Half a dozen or so students marked the beginning of Enterprise School District 15 in 1875, which was among the earliest schools to be established in Sedgwick County.
Originally situated at the intersection of Broadway and MacArthur, the schoolhouse also served as a place of worship. In 1880 or 1881, a group of men reportedly lifted the building on a Sunday afternoon after church and relocated it to 3612 South Seneca, before any legal objections could be raised against the move.
The Saturday Evening Kansas Commoner wrote on January 23, 1896, that the “Enterprise school districts boasts of the finest schoolhouse in the county. It was dedicated with a grand entertainment… in such a manner as would do credit to any vicinity.”
I stumbled across another story in the Saturday Evening Kansas Commoner on January 6, 1898, that a teacher was arrested “on the charge of severely whipping one of his pupils.” The same paper reported on January 13, that the case was withdrawn as the “Prosecuting witness concluded that he could not make a case and let the matter drop.”
Since its beginnings, the school enrollment grew quickly, necessitating additional buildings. In 1960, a new building was constructed at 2101 West 45th Street South. The new school was named Enterprise South. The school had 16 classrooms, a music room, library, science laboratory and a cafeteria/gymnasium.
The Wichita School system annexed District 15 in 1963. The board also changed the name from Enterprise South to Clyde V. Cessna in 1964, honoring the aviation pioneer.

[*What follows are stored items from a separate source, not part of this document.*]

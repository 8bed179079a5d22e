mod openai;
pub mod prompt;
mod traits;

pub use openai::OpenAiTranslator;
pub use traits::{Translator, TranslatorInfo};

use crate::config::TranslatorConfig;
use crate::error::Result;
use std::sync::Arc;

/// Create a translator from configuration
pub fn create_translator(config: &TranslatorConfig) -> Result<Arc<dyn Translator>> {
    let translator = OpenAiTranslator::new(config.clone())?;
    Ok(Arc::new(translator))
}
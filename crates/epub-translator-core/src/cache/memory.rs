use moka::future::Cache;
use std::time::Duration;

/// In-memory translation cache using moka, bounded by entry count.
pub struct MemoryCache {
    cache: Cache<String, String>,
}

impl MemoryCache {
    pub fn new(max_entries: u64, ttl_seconds: u64) -> Self {
        let mut builder = Cache::builder().max_capacity(max_entries);

        if ttl_seconds > 0 {
            builder = builder.time_to_live(Duration::from_secs(ttl_seconds));
        }

        Self {
            cache: builder.build(),
        }
    }

    pub async fn get(&self, key: &str) -> Option<String> {
        self.cache.get(key).await
    }

    pub async fn insert(&self, key: String, value: String) {
        self.cache.insert(key, value).await;
    }

    pub fn clear(&self) {
        self.cache.invalidate_all();
    }
}
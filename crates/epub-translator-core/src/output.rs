//! Rendering translated chunks for humans and for training data.

use serde::Serialize;
use std::fmt;
use std::io::Write;
use std::time::Duration;

use crate::TranslatedChunk;
use crate::error::Result;

/// Two-row aligned table, one block per chunk:
///
/// ```text
/// | source      |
/// | translation |
/// +-------------+
/// ```
pub fn format_table(chunks: &[TranslatedChunk]) -> String {
    let width = chunks
        .iter()
        .map(|c| c.original.chars().count().max(c.translation.chars().count()))
        .max()
        .unwrap_or(0);
    let border = format!("+{}+", "-".repeat(width + 2));

    chunks
        .iter()
        .map(|c| {
            format!(
                "| {:<width$} |\n| {:<width$} |\n{}",
                c.original, c.translation, border
            )
        })
        .collect::<Vec<_>>()
        .join("\n")
}

#[derive(Serialize)]
struct CorpusLine<'a> {
    source: &'a str,
    target: &'a str,
}

/// One `{"source", "target"}` JSON object per line.
pub fn write_jsonl<W: Write>(chunks: &[TranslatedChunk], mut writer: W) -> Result<()> {
    for chunk in chunks {
        let line = CorpusLine {
            source: &chunk.original,
            target: &chunk.translation,
        };
        serde_json::to_writer(&mut writer, &line).map_err(std::io::Error::other)?;
        writer.write_all(b"\n")?;
    }
    writer.flush()?;
    Ok(())
}

/// `#n`, original, translation and a blank line per chunk.
pub fn write_bilingual_text<W: Write>(chunks: &[TranslatedChunk], mut writer: W) -> Result<()> {
    for chunk in chunks {
        writeln!(writer, "#{}", chunk.number)?;
        writeln!(writer, "{}", chunk.original)?;
        writeln!(writer, "{}", chunk.translation)?;
        writeln!(writer)?;
    }
    writer.flush()?;
    Ok(())
}

/// Throughput of a translation run
#[derive(Debug, Clone, Copy)]
pub struct Stats {
    pub count: usize,
    pub elapsed: Duration,
}

impl Stats {
    pub const fn new(count: usize, elapsed: Duration) -> Self {
        Self { count, elapsed }
    }

    #[allow(clippy::cast_precision_loss)]
    pub fn per_second(&self) -> f64 {
        let secs = self.elapsed.as_secs_f64();
        if secs > 0.0 {
            self.count as f64 / secs
        } else {
            0.0
        }
    }
}

impl fmt::Display for Stats {
    fn fmt(&self, f: &mut fmt::Formatter<'_>) -> fmt::Result {
        writeln!(f, "Total time: {:.2} seconds", self.elapsed.as_secs_f64())?;
        writeln!(f, "Sentences: {}", self.count)?;
        write!(f, "Speed: {:.2} sentences/second", self.per_second())
    }
}
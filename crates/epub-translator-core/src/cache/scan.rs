use moka::future::Cache;
use std::time::Duration;

use crate::chunk::ChunkSet;
use crate::config::CacheConfig;

/// Scanned books by content id, so re-uploading a book skips extraction.
#[derive(Clone)]
pub struct ScanCache {
    cache: Cache<String, ChunkSet>,
}

impl ScanCache {
    pub fn new(config: &CacheConfig) -> Self {
        let mut builder = Cache::builder().max_capacity(config.scan_max_books);

        if config.scan_ttl_seconds > 0 {
            builder = builder.time_to_live(Duration::from_secs(config.scan_ttl_seconds));
        }

        Self {
            cache: builder.build(),
        }
    }

    pub async fn get(&self, book_id: &str) -> Option<ChunkSet> {
        self.cache.get(book_id).await
    }

    pub async fn insert(&self, chunks: ChunkSet) {
        self.cache.insert(chunks.book_id().to_string(), chunks).await;
    }
}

Clyde Vernon Cessna was born on December 5, 1879, in Hawthorne, Iowa. His family moved to a farm in Kansas when he was just a couple of years old.
Cessna worked as a farmhand, threshing-machine operator, Prospector, and owned a car dealership in Enid, Oklahoma.
In 1905, Clyde married Europa Elizabeth Dotzour on June 6th in Enid.
In 1910, Cessna saw a flying circus in Oklahoma and decided to be a flyer.
He worked at an airplane factory in the Bronx, New York City, for two months and returned to Oklahoma. In 1911, he flew his first plane, the “silverwing” across the Great Salt Plains of Oklahoma. On his 13th try he managed to stay airborne for a few moments before crashing. Later that year the “Birdman of Enid” sold his dealership to start an aviation business.
In 1916, Clyde bought a building to make planes for the 1917 aviation season. He also started a flight school; there with five students. But when World War I began in 1917, the exhibition flying market stopped and Clyde lost his main income. He went back to his family farm in Kansas to resume farming.
In 1925, after WWI, Clyde Cessna teamed up with Lloyd Stearman and Walter Beech to start the Travel Air Manufacturing Company in Wichita, Kansas. Clyde was the president, and the company quickly became a top US aircraft manufacturer thanks to his innovative designs and record-setting flights.
In 1927, he joined forces with businessman and air enthusiast Victor Roos to produce Cessna-Roos aircraft until 1927. Then Cessna bought out the company, which was forced into bankruptcy during the Great Depression.
Cessna reopened in 1934 thanks to the support of stockholders.
A revived Cessna Aircraft Company later became one of the world’s largest manufacturers of private airplanes.
Finally, in 1936, Clyde Cessna retired from the aviation business, selling his interests to his nephews, Dwayne, and Dwight Wallace, and returned to a life of farming.
Cessna died on November 20, 1954; he was 74. His wife Europa, passed away in 1966. The Cessnas are buried in Belmont, Kansas.
In 1992 the Cessna company was acquired by Textron, Inc.
Meanwhile in 2004, the school bearing Cessna’s name, held a ceremony to celebrate two new classrooms and a library, as part of the 2000 bond project.